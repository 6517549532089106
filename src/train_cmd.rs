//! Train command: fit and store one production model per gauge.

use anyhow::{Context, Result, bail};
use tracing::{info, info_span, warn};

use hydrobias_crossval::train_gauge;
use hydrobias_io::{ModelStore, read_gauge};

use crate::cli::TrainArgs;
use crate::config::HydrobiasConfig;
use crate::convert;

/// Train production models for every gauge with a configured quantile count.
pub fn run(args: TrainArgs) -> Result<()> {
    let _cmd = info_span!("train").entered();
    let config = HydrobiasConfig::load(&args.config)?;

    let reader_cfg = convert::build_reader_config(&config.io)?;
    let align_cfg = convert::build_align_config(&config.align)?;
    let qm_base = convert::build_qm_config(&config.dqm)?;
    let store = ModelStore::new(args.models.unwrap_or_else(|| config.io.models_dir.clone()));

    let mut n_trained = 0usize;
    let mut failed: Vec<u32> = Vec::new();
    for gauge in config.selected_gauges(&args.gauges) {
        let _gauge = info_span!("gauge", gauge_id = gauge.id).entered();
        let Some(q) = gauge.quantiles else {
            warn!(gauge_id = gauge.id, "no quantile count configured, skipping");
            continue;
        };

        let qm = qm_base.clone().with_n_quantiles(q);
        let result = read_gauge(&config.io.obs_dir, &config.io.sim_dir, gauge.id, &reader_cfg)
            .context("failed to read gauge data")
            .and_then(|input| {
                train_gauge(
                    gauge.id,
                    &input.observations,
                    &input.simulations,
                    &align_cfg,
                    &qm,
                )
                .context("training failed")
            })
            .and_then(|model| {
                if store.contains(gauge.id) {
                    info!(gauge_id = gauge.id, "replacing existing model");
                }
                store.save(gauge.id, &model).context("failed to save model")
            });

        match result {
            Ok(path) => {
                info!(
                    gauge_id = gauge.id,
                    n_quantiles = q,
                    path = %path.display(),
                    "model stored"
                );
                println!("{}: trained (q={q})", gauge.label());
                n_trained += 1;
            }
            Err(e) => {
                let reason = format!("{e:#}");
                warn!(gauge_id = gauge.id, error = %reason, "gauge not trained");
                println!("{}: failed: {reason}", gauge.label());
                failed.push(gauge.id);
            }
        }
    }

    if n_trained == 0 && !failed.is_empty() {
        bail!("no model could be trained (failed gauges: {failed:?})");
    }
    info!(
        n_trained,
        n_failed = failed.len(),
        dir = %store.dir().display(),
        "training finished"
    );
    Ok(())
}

========

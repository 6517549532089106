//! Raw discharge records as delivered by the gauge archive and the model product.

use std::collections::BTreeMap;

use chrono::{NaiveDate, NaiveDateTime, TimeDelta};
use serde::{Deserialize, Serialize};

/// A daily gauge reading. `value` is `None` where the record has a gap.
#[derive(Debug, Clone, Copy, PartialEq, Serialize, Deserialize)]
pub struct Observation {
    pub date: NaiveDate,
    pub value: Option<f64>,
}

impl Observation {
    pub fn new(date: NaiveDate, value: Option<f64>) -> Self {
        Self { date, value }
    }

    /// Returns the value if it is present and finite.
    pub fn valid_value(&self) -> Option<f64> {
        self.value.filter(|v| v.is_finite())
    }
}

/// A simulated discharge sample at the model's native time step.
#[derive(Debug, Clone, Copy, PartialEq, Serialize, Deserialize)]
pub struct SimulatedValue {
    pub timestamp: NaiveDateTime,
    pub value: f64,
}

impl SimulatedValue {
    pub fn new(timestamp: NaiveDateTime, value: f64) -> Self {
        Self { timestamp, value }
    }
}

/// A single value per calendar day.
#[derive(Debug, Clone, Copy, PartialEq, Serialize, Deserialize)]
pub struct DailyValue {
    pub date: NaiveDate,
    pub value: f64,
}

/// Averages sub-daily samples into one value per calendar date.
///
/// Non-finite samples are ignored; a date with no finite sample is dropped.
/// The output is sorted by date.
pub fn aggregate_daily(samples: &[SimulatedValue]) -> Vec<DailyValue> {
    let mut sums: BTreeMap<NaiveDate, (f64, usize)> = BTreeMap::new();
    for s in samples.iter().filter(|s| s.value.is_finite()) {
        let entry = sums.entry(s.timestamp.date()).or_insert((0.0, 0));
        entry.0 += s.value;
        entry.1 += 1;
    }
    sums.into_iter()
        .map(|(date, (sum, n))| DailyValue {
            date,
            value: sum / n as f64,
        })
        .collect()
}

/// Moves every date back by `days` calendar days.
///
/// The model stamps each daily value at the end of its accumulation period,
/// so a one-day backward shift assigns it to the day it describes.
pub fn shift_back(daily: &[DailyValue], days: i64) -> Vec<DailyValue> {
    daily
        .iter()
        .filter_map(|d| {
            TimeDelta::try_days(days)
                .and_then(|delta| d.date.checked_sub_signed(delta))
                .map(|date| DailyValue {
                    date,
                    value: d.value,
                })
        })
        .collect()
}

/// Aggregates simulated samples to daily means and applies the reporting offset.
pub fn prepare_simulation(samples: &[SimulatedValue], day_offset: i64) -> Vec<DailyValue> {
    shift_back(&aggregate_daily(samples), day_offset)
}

========

-- To do --
Each line carrying the string "discharge" should be copied out from the entries.

-- Exercise output --
//! Raw discharge records as delivered by the gauge archive and the model product.
/// A simulated discharge sample at the model's native time step.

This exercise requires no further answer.